> _Exercise_
Scan the following material for the string "width" and copy each line in which it appears.

Data provided Block Start

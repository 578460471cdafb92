use sp_core::error::CoreError;
use sp_geom::project::{Viewport, project};
use sp_geom::voxel::Voxel;

/// Géométrie de canvas fixe partagée par toutes les frames d'une séquence.
///
/// Calculée une seule fois par une passe statique à l'angle 0, jamais par
/// frame : c'est ce qui garantit que chaque frame de la séquence a les
/// mêmes dimensions. Une silhouette tournée qui déborderait cette boîte
/// est rognée par le test de bornes du rasterizer — limitation connue,
/// pas un défaut à corriger par un redimensionnement par frame.
#[derive(Clone, Copy, Debug, PartialEq, Eq)]
pub struct FrameBounds {
    /// Left edge of the static bounding box, in screen coordinates.
    pub min_x: i32,
    /// Top edge of the static bounding box, in screen coordinates.
    pub min_y: i32,
    /// Canvas width, bounding box plus symmetric padding.
    pub width: u32,
    /// Canvas height, bounding box plus symmetric padding.
    pub height: u32,
    /// Marge appliquée de chaque côté.
    pub padding: u32,
}

/// Passe de dimensionnement statique : projette le nuage non tourné
/// (décalé de `-center`) et prend la boîte englobante des projections
/// réussies, plus `padding` de chaque côté.
///
/// # Errors
/// Returns `CoreError::EmptyInput` if no static point projects — cloud
/// empty, or entirely behind the eye plane. Rien à cadrer.
///
/// # Example
/// ```
/// use sp_geom::project::Viewport;
/// use sp_geom::voxel::Voxel;
/// use sp_render::sizer::size_frames;
/// let cloud = vec![Voxel { x: 0, y: 0, z: 0, is_surface: true }];
/// let bounds = size_frames(&cloud, [0.0, 0.0, 0.0], &Viewport::new(250.0), 5).unwrap();
/// // Un seul point : boîte 1×1 plus 5 de marge de chaque côté.
/// assert_eq!((bounds.width, bounds.height), (11, 11));
/// ```
pub fn size_frames(
    voxels: &[Voxel],
    center: [f32; 3],
    view: &Viewport,
    padding: u32,
) -> Result<FrameBounds, CoreError> {
    let mut min_x = i32::MAX;
    let mut max_x = i32::MIN;
    let mut min_y = i32::MAX;
    let mut max_y = i32::MIN;

    for v in voxels {
        if let Some((sx, sy)) = project(v.offset(center), view) {
            min_x = min_x.min(sx);
            max_x = max_x.max(sx);
            min_y = min_y.min(sy);
            max_y = max_y.max(sy);
        }
    }

    if min_x > max_x {
        return Err(CoreError::EmptyInput);
    }

    let bounds = FrameBounds {
        min_x,
        min_y,
        width: (max_x - min_x + 1) as u32 + 2 * padding,
        height: (max_y - min_y + 1) as u32 + 2 * padding,
        padding,
    };
    log::debug!(
        "Canvas statique {}×{}, origine ({}, {})",
        bounds.width,
        bounds.height,
        bounds.min_x,
        bounds.min_y
    );
    Ok(bounds)
}
use std::path::{Path, PathBuf};

use anyhow::Result;
use image::RgbImage;
use sp_core::config::SpinConfig;
use sp_core::mask::Mask;
use sp_core::traits::MaskSource;

use crate::image::{load_flattened, tile_align};

/// Seuil de somme RGB en dessous duquel un pixel compte comme "noir".
const BLACK_SUM: u16 = 90;
/// Seuil de somme RGB au-dessus duquel un pixel compte comme "blanc".
const WHITE_SUM: u16 = 690;

/// Seuillage par densité de tuiles : une cellule de masque par bloc
/// `tilesize`×`tilesize`, remplie quand au moins
/// `⌊tilesize²·density_threshold⌋` de ses pixels passent la règle de
/// sélection (somme RGB ≤ 90 pour le noir, ≥ 690 pour le blanc).
///
/// Les dimensions de `img` doivent être des multiples exacts de
/// `tilesize` — c'est ce que garantit [`crate::image::tile_align`].
///
/// # Example
/// ```
/// use image::RgbImage;
/// use sp_source::mask::mask_from_tiles;
/// let img = RgbImage::new(4, 2); // tout noir
/// let mask = mask_from_tiles(&img, 2, true, 0.9);
/// assert_eq!((mask.width, mask.height), (2, 1));
/// assert_eq!(mask.filled_count(), 2);
/// ```
#[must_use]
pub fn mask_from_tiles(
    img: &RgbImage,
    tilesize: u32,
    select_black: bool,
    density_threshold: f32,
) -> Mask {
    let cols = img.width() / tilesize;
    let rows = img.height() / tilesize;
    let required = (tilesize as f32 * tilesize as f32 * density_threshold).floor() as u32;

    let mut mask = Mask::blank(cols, rows);
    for ty in 0..rows {
        for tx in 0..cols {
            let mut selected = 0u32;
            for py in 0..tilesize {
                for px in 0..tilesize {
                    let [r, g, b] = img.get_pixel(tx * tilesize + px, ty * tilesize + py).0;
                    let sum = u16::from(r) + u16::from(g) + u16::from(b);
                    let hit = if select_black {
                        sum <= BLACK_SUM
                    } else {
                        sum >= WHITE_SUM
                    };
                    selected += u32::from(hit);
                }
            }
            if selected >= required {
                mask.fill(tx, ty);
            }
        }
    }
    mask
}

/// Collaborateur image → masque du pipeline : décode, aplatit, aligne,
/// seuille. Implémente [`MaskSource`].
///
/// # Example
/// ```no_run
/// use sp_core::config::SpinConfig;
/// use sp_core::traits::MaskSource;
/// use sp_source::mask::ImageMaskSource;
/// use std::path::Path;
///
/// let config = SpinConfig::default();
/// let source = ImageMaskSource::new(Path::new("logo.png"), &config);
/// let mask = source.mask().unwrap();
/// ```
pub struct ImageMaskSource {
    path: PathBuf,
    dim: u32,
    select_black: bool,
    density_threshold: f32,
}

impl ImageMaskSource {
    /// Construit la source depuis le chemin d'image et la config.
    #[must_use]
    pub fn new(path: &Path, config: &SpinConfig) -> Self {
        Self {
            path: path.to_path_buf(),
            dim: config.dim,
            select_black: config.select_black,
            density_threshold: config.density_threshold,
        }
    }
}

impl MaskSource for ImageMaskSource {
    fn mask(&self) -> Result<Mask> {
        let rgb = load_flattened(&self.path, self.select_black)?;
        let (aligned, tilesize) = tile_align(&rgb, self.dim)?;
        let mask = mask_from_tiles(&aligned, tilesize, self.select_black, self.density_threshold);
        log::info!(
            "Masque {}×{} : {} cellules remplies (tuile {tilesize})",
            mask.width,
            mask.height,
            mask.filled_count()
        );
        Ok(mask)
    }
}

#[cfg(test)]
mod tests {
    use super::*;
    use image::Rgb;

    /// 4×4 : tuile haut-gauche noire, le reste blanc.
    fn quadrant_image() -> RgbImage {
        let mut img = RgbImage::from_pixel(4, 4, Rgb([255, 255, 255]));
        for y in 0..2 {
            for x in 0..2 {
                img.put_pixel(x, y, Rgb([0, 0, 0]));
            }
        }
        img
    }

    #[test]
    fn black_selection_fills_the_black_tile_only() {
        let mask = mask_from_tiles(&quadrant_image(), 2, true, 0.9);
        assert_eq!((mask.width, mask.height), (2, 2));
        assert!(mask.filled(0, 0));
        assert_eq!(mask.filled_count(), 1);
    }

    #[test]
    fn white_selection_is_the_complement() {
        let mask = mask_from_tiles(&quadrant_image(), 2, false, 0.9);
        assert!(!mask.filled(0, 0));
        assert_eq!(mask.filled_count(), 3);
    }

    #[test]
    fn density_threshold_requires_enough_pixels() {
        // Tuile 2×2 avec un seul pixel noir : 25 % de densité.
        let mut img = RgbImage::from_pixel(2, 2, Rgb([255, 255, 255]));
        img.put_pixel(0, 0, Rgb([0, 0, 0]));
        let strict = mask_from_tiles(&img, 2, true, 0.9);
        assert_eq!(strict.filled_count(), 0);
        let loose = mask_from_tiles(&img, 2, true, 0.25);
        assert_eq!(loose.filled_count(), 1);
    }

    #[test]
    fn dark_grey_counts_as_black_up_to_the_sum_threshold() {
        // 30+30+30 = 90 : encore noir. 31+30+30 = 91 : plus noir.
        let just_black = RgbImage::from_pixel(2, 2, Rgb([30, 30, 30]));
        assert_eq!(mask_from_tiles(&just_black, 2, true, 0.9).filled_count(), 1);
        let too_light = RgbImage::from_pixel(2, 2, Rgb([31, 30, 30]));
        assert_eq!(mask_from_tiles(&too_light, 2, true, 0.9).filled_count(), 0);
    }
}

Data provided Block End

> _Written response_
    /// Canvas width, bounding box plus symmetric padding.
    pub width: u32,
/// assert_eq!((bounds.width, bounds.height), (11, 11));
        width: (max_x - min_x + 1) as u32 + 2 * padding,
        bounds.width,
/// assert_eq!((mask.width, mask.height), (2, 1));
    let cols = img.width() / tilesize;
            mask.width,
        assert_eq!((mask.width, mask.height), (2, 2));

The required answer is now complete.